Marino, cosa potrebbe emergere? Per ora il quadro è frammentario.

Già. Mi interrogo, ad esempio, su come possa essere accaduto che non sia stata monitorata in maniera totale un’attività che evidentemente lo richiede, soprattutto per alcuni parametri come quello della temperatura o del livello dei contenitori di azoto. Immagino ci fosse un sistema di allarme locale collegato ai contenitori di conservazione di embrioni e ovociti, nonché un sistema di allarme remoto, un po’ come succede per gli antifurti di casa. Quello che è accaduto è un fatto di una gravità inaudita. L’Air Liquide, l’azienda che fornisce l’ospedale San Filippo Neri di azoto liquido, fornisce assistenza al 90-95% dei centri Pma (procreazione medicalmente assistita, ndr) italiani, privati e pubblici. Di fatto, un monopolio privato, legato alla dimensione di questa multinazionale francese che fattura nel mondo 14 miliardi l’anno e che si occupa di sanità a tutto tondo.

L’incidente poteva essere evitato?

Non capisco come attività che riguardano la sanità non richiedano in Italia quel meccanismo che esiste invece in molti altri paesi per cui si richiede l’accreditamento della struttura a monte, con la verifica di tutte le caratteristiche tecnologiche necessarie a garantire sicurezza, efficienza ed efficacia al paziente.

In Italia non è previsto niente di simile?

L’unica attività che lo prevede è la chirurgia dei trapianti. Ecco perché il 23 dicembre 2009 ho depositato il ddl 1954: l’idea che ho è quella di un’agenzia, il Garante della salute, che verifichi tutti i requisiti necessari a inizio attività. E che poi effettui ulteriori verifiche ad attività iniziata, a intervalli regolari ma non annunciati, per garantire standard di qualità. Non è una mia invenzione: succede in quasi tutti gli altri paesi.

A che punto è il suo ddl?

Col governo Berlusconi è rimasto fermo: l’esecutivo riteneva che i sistemi di controllo fossero già sufficienti.

E col governo Monti?

Il ministro Balduzzi può forse condividere l’idea di un’agenzia di verifica, slegata dalla politica. Non sono però convinto, con meno di un anno di lavoro davanti, che un progetto del genere sia realizzabile in questa legislatura.
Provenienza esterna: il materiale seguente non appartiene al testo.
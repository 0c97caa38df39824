//! Concatenation of independent text sources into one lazy corpus.

use std::collections::VecDeque;

use crate::error::Result;
use crate::source::TextStream;

/// Lazily concatenates several sources.
///
/// Each source is drained completely, in the given order, before the next
/// one is touched; nothing is read ahead of the consumer. The first error
/// ends the merge: it is yielded once and every later pull returns `None`.
/// Items already yielded before the failure are not retracted.
pub struct CorpusMerger<'a> {
	sources: VecDeque<TextStream<'a>>,
	failed: bool,
}

impl<'a> CorpusMerger<'a> {
	pub fn new<I>(sources: I) -> Self
	where
		I: IntoIterator<Item = TextStream<'a>>,
	{
		Self { sources: sources.into_iter().collect(), failed: false }
	}

	/// Sources not yet exhausted, the current one included.
	pub fn remaining_sources(&self) -> usize {
		self.sources.len()
	}
}

impl Iterator for CorpusMerger<'_> {
	type Item = Result<String>;

	fn next(&mut self) -> Option<Self::Item> {
		if self.failed {
			return None;
		}
		loop {
			let current = self.sources.front_mut()?;
			match current.next() {
				Some(Ok(item)) => return Some(Ok(item)),
				Some(Err(e)) => {
					self.failed = true;
					self.sources.clear();
					return Some(Err(e));
				}
				None => {
					self.sources.pop_front();
				}
			}
		}
	}
}

/// Merges `sources` into one corpus. See [`CorpusMerger`].
pub fn merge<'a, I>(sources: I) -> CorpusMerger<'a>
where
	I: IntoIterator<Item = TextStream<'a>>,
{
	CorpusMerger::new(sources)
}
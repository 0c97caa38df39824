//! Error type shared by every component of the crate.

use thiserror::Error;

use crate::model::Code;

/// Errors raised while training, storing, or sampling a chain.
///
/// Lookup and validation errors (`UnknownToken`, `UnknownCode`,
/// `UnknownSeedState`, `Configuration`) mean the caller broke a contract and
/// are never retried. `Storage` errors are surfaced as-is; retry policy
/// belongs to the caller.
#[derive(Debug, Error)]
pub enum ChainError {
	/// The token has no code assigned by the encoder.
	#[error("unknown token: {0:?}")]
	UnknownToken(String),

	/// The code was never assigned by the encoder.
	#[error("unknown code: {0}")]
	UnknownCode(Code),

	/// Generation was asked to start from a state the model never saw.
	#[error("unknown seed state: {0:?}")]
	UnknownSeedState(Vec<Code>),

	/// `pop` on an empty request stack.
	#[error("request stack is empty")]
	EmptyStack,

	/// Missing or invalid connection/training parameters.
	#[error("configuration error: {0}")]
	Configuration(String),

	/// Connectivity or write failure in the persistent backend.
	#[error("storage error: {0}")]
	Storage(#[from] rusqlite::Error),

	/// Persisted rows that break the schema invariants.
	#[error("corrupt store: {0}")]
	CorruptStore(String),

	/// No model is stored under this name.
	#[error("model not found: {0}")]
	NotFound(String),

	/// Two models with different window sizes cannot be merged.
	#[error("state size mismatch: expected {expected}, got {actual}")]
	StateSizeMismatch { expected: usize, actual: usize },

	/// A text source failed while being read.
	#[error("text source failed: {0}")]
	Source(#[from] std::io::Error),

	/// Uploaded bytes are not valid UTF-8.
	#[error("invalid UTF-8 in text source: {0}")]
	InvalidUtf8(#[from] std::string::FromUtf8Error),

	/// Snapshot encoding or decoding failed.
	#[error("serialization failed: {0}")]
	Serialization(#[from] postcard::Error),
}

pub type Result<T> = std::result::Result<T, ChainError>;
Per la fecondazione assistita questo esecutivo credo voglia tenersi distante da discussioni su tematiche eticamente sensibili. È una mia supposizione. Certo è che il giorno successivo alla caduta di Berlusconi il ddl sul testamento biologico è stato, ad esempio, archiviato. Ed è altrettanto certo che su questi temi sia necessario il dibattito parlamentare. Di un Parlamento, però, non più di nominati ma eletto liberamente dai cittadini.

Nel frattempo?

Per la Pma, dobbiamo attendere che la Consulta si pronunci sull’ultimo quesito in merito alla liceità o meno della fecondazione assistita eterologa. E poi non vedo altra strada che quella di ricomporre il mosaico ormai frantumato della legge 40 con una nuova legge. Il lavoro della magistratura ha dimostrato come moltissimi principi cardinali di quella legge siano stati di fatto cancellati perché anticostituzionali.
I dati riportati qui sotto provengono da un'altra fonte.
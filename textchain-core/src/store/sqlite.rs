use std::collections::HashMap;

use log::{debug, info};
use rusqlite::{Connection, OptionalExtension, Transaction, params};

use super::ModelStore;
use crate::config::ConnectionSettings;
use crate::error::{ChainError, Result};
use crate::model::Code;
use crate::model::chain::Chain;
use crate::model::encoder::WordsEncoder;
use crate::model::markov_model::MarkovModel;

const SCHEMA: &str = "
	CREATE TABLE IF NOT EXISTS models (
		name TEXT PRIMARY KEY,
		state_size INTEGER NOT NULL
	);
	CREATE TABLE IF NOT EXISTS vocabulary (
		model_name TEXT NOT NULL REFERENCES models(name) ON DELETE CASCADE,
		code INTEGER NOT NULL,
		token TEXT NOT NULL,
		PRIMARY KEY (model_name, code),
		UNIQUE (model_name, token)
	);
	CREATE TABLE IF NOT EXISTS transitions (
		model_name TEXT NOT NULL REFERENCES models(name) ON DELETE CASCADE,
		state BLOB NOT NULL,
		next_code INTEGER NOT NULL,
		count INTEGER NOT NULL CHECK (count > 0),
		PRIMARY KEY (model_name, state, next_code)
	);
";

/// Persistent backend: models stored in SQLite, keyed by name.
///
/// Each `save`, `merge_into` and `delete` runs inside one transaction, so a
/// reader sees a model's vocabulary and transitions either fully updated or
/// not at all. A state is stored as the postcard encoding of its codes.
#[derive(Debug)]
pub struct SqliteStore {
	conn: Connection,
}

impl SqliteStore {
	/// Opens the database named by validated connection settings.
	pub fn open(settings: &ConnectionSettings) -> Result<Self> {
		info!("Opening model store {}@{}:{}/{}", settings.user, settings.host, settings.port, settings.dbname);
		Self::from_connection(Connection::open(&settings.dbname)?)
	}

	/// Private in-memory database, gone when the store is dropped.
	pub fn in_memory() -> Result<Self> {
		Self::from_connection(Connection::open_in_memory()?)
	}

	/// Uses an already open connection, creating the schema if missing.
	pub fn from_connection(conn: Connection) -> Result<Self> {
		conn.execute_batch("PRAGMA foreign_keys = ON;")?;
		conn.execute_batch(SCHEMA)?;
		Ok(Self { conn })
	}

	fn stored_state_size(tx: &Transaction, name: &str) -> Result<Option<usize>> {
		let size: Option<i64> = tx
			.query_row("SELECT state_size FROM models WHERE name = ?1", params![name], |row| row.get(0))
			.optional()?;
		size.map(|s| usize::try_from(s).map_err(|_| ChainError::CorruptStore(format!("negative state_size for {name:?}"))))
			.transpose()
	}

	fn load_encoder(conn: &Connection, name: &str) -> Result<WordsEncoder> {
		let mut stmt = conn.prepare("SELECT code, token FROM vocabulary WHERE model_name = ?1")?;
		let rows = stmt
			.query_map(params![name], |row| Ok((row.get::<_, Code>(0)?, row.get::<_, String>(1)?)))?
			.collect::<rusqlite::Result<Vec<_>>>()?;
		WordsEncoder::from_entries(rows)
	}

	fn insert_transitions(tx: &Transaction, name: &str, chain: &Chain, remap: Option<&HashMap<Code, Code>>) -> Result<usize> {
		let mut stmt = tx.prepare(
			"INSERT INTO transitions (model_name, state, next_code, count) VALUES (?1, ?2, ?3, ?4)
			 ON CONFLICT (model_name, state, next_code) DO UPDATE SET count = count + excluded.count",
		)?;
		let translate = |code: Code| -> Result<Code> {
			match remap {
				Some(remap) => remap.get(&code).copied().ok_or(ChainError::UnknownCode(code)),
				None => Ok(code),
			}
		};

		let mut written = 0;
		for state in chain.states() {
			let key = state.key().iter().map(|code| translate(*code)).collect::<Result<Vec<_>>>()?;
			let blob = postcard::to_stdvec(&key)?;
			for (next, count) in state.transitions() {
				let count = i64::try_from(count)
					.map_err(|_| ChainError::CorruptStore(format!("count {count} does not fit storage")))?;
				stmt.execute(params![name, blob, translate(next)?, count])?;
				written += 1;
			}
		}
		Ok(written)
	}
}

impl ModelStore for SqliteStore {
	fn load(&self, name: &str) -> Result<MarkovModel> {
		let state_size: i64 = self
			.conn
			.query_row("SELECT state_size FROM models WHERE name = ?1", params![name], |row| row.get(0))
			.optional()?
			.ok_or_else(|| ChainError::NotFound(name.to_owned()))?;
		let state_size = usize::try_from(state_size)
			.map_err(|_| ChainError::CorruptStore(format!("negative state_size for {name:?}")))?;

		let encoder = Self::load_encoder(&self.conn, name)?;

		let mut chain = Chain::new(state_size)?;
		let mut stmt = self
			.conn
			.prepare("SELECT state, next_code, count FROM transitions WHERE model_name = ?1")?;
		let mut rows = stmt.query(params![name])?;
		while let Some(row) = rows.next()? {
			let blob: Vec<u8> = row.get(0)?;
			let key: Vec<Code> = postcard::from_bytes(&blob)?;
			let next: Code = row.get(1)?;
			let count: i64 = row.get(2)?;
			let count = u64::try_from(count)
				.map_err(|_| ChainError::CorruptStore(format!("negative count in {name:?}")))?;
			chain
				.add(&key, next, count)
				.map_err(|e| ChainError::CorruptStore(format!("{name:?}: {e}")))?;
		}

		debug!("Loaded model {:?}: {} tokens, {} states", name, encoder.len(), chain.len());
		MarkovModel::from_parts(encoder, chain)
	}

	fn save(&mut self, name: &str, model: &MarkovModel) -> Result<()> {
		let tx = self.conn.transaction()?;
		tx.execute("DELETE FROM models WHERE name = ?1", params![name])?;
		tx.execute(
			"INSERT INTO models (name, state_size) VALUES (?1, ?2)",
			params![name, model.state_size() as i64],
		)?;
		{
			let mut stmt = tx.prepare("INSERT INTO vocabulary (model_name, code, token) VALUES (?1, ?2, ?3)")?;
			for (code, token) in model.encoder().entries() {
				stmt.execute(params![name, code, token])?;
			}
		}
		let written = Self::insert_transitions(&tx, name, model.chain(), None)?;
		tx.commit()?;
		info!("Saved model {:?}: {} tokens, {} transitions", name, model.encoder().len(), written);
		Ok(())
	}

	fn merge_into(&mut self, name: &str, partial: &MarkovModel) -> Result<()> {
		let tx = self.conn.transaction()?;

		match Self::stored_state_size(&tx, name)? {
			Some(size) if size != partial.state_size() => {
				return Err(ChainError::StateSizeMismatch { expected: size, actual: partial.state_size() });
			}
			Some(_) => (),
			None => {
				tx.execute(
					"INSERT INTO models (name, state_size) VALUES (?1, ?2)",
					params![name, partial.state_size() as i64],
				)?;
			}
		}

		// Reconcile codes against the stored vocabulary, minting new ones
		// after the current maximum.
		let mut encoder = Self::load_encoder(&tx, name)?;
		let known = encoder.len();
		let mut remap = HashMap::with_capacity(partial.encoder().len());
		{
			let mut stmt = tx.prepare("INSERT INTO vocabulary (model_name, code, token) VALUES (?1, ?2, ?3)")?;
			for (code, token) in partial.encoder().entries() {
				let stored = match encoder.encode(token) {
					Ok(stored) => stored,
					Err(_) => {
						let minted = encoder.fit(token);
						stmt.execute(params![name, minted, token])?;
						minted
					}
				};
				remap.insert(code, stored);
			}
		}

		let written = Self::insert_transitions(&tx, name, partial.chain(), Some(&remap))?;
		tx.commit()?;
		info!(
			"Merged into model {:?}: {} new tokens, {} transitions",
			name,
			encoder.len() - known,
			written
		);
		Ok(())
	}

	fn delete(&mut self, name: &str) -> Result<bool> {
		let tx = self.conn.transaction()?;
		tx.execute("DELETE FROM transitions WHERE model_name = ?1", params![name])?;
		tx.execute("DELETE FROM vocabulary WHERE model_name = ?1", params![name])?;
		let removed = tx.execute("DELETE FROM models WHERE name = ?1", params![name])?;
		tx.commit()?;
		Ok(removed > 0)
	}

	fn names(&self) -> Result<Vec<String>> {
		let mut stmt = self.conn.prepare("SELECT name FROM models ORDER BY name")?;
		let names = stmt
			.query_map([], |row| row.get(0))?
			.collect::<rusqlite::Result<Vec<String>>>()?;
		Ok(names)
	}
}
E sui sistemi di controllo?

Ci sono, ma sono frammentati. Manca soprattutto il vincolo di legge di verifica prima dell’inizio di un’attività, fatta eccezione come dicevo per la chirurgia dei trapianti. In più il Lazio è l’unica Regione che non ha mai ottemperato alla richiesta di autorizzazione dei 51 centri di fecondazione prevista dalla legge.
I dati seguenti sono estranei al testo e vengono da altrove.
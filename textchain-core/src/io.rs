use std::fs;
use std::io;
use std::path::{Path, PathBuf};

/// Extension of ephemeral model snapshots.
pub(crate) const SNAPSHOT_EXTENSION: &str = "bin";

/// Reads a whole file as raw bytes.
pub(crate) fn read_bytes<P: AsRef<Path>>(filename: P) -> io::Result<Vec<u8>> {
	fs::read(filename)
}

/// Builds the snapshot path of a named model inside `dir`.
///
/// Example:
/// `data` + `"wiki"` → `data/wiki.bin`
pub(crate) fn snapshot_path<P: AsRef<Path>>(dir: P, name: &str) -> io::Result<PathBuf> {
	if matches!(name, "" | "." | "..") || name.contains(['/', '\\']) {
		return Err(io::Error::new(io::ErrorKind::InvalidInput, format!("Invalid model name: {name:?}")));
	}
	// Appended, not set: dots inside the name are kept.
	Ok(dir.as_ref().join(format!("{name}.{SNAPSHOT_EXTENSION}")))
}

/// Extracts the base filename without extension.
///
/// Examples:
/// - `"./data/model.bin"` → `"model"`
/// - `"model.bin"` → `"model"`
pub(crate) fn get_filename<P: AsRef<Path>>(input_path: P) -> io::Result<String> {
	let stem = input_path
		.as_ref()
		.file_stem()
		.ok_or_else(|| io::Error::new(io::ErrorKind::InvalidInput, "Path has no filename"))?;

	Ok(stem.to_string_lossy().to_string())
}

/// Lists all files with a given extension in a directory.
///
/// Returns full paths, sorted.
pub(crate) fn list_files<P: AsRef<Path>>(dir: P, extension: &str) -> io::Result<Vec<PathBuf>> {
	let mut files = Vec::new();

	for entry in fs::read_dir(dir)? {
		let path = entry?.path();
		if path.is_file() && path.extension() == Some(std::ffi::OsStr::new(extension)) {
			files.push(path);
		}
	}

	files.sort();
	Ok(files)
}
Doveva succedere la tragedia per una svolta?

Il lavoro delle procure, dei magistrati, della commissione di inchiesta e dei Nas è importantissimo. Ma sono attività che arrivano quando il dramma ormai è avvenuto. L’Air Liquide ha stabilito di iniziare nel 2004 l’attività di Pma e ha comunicato alla regione l’inizio attività e i suoi requisiti. Da allora sono passate tre amministrazioni regionali: e nessuna ha fatto i controlli. Dopo l’incidente al San Filippo Neri leggiamo ora che la Polverini sta “formando gli ispettori”. Converrebbe forse che chiedesse all’Istituto Superiore di Sanità o ad altre regioni di darle il personale adeguato per fare l’accreditamento.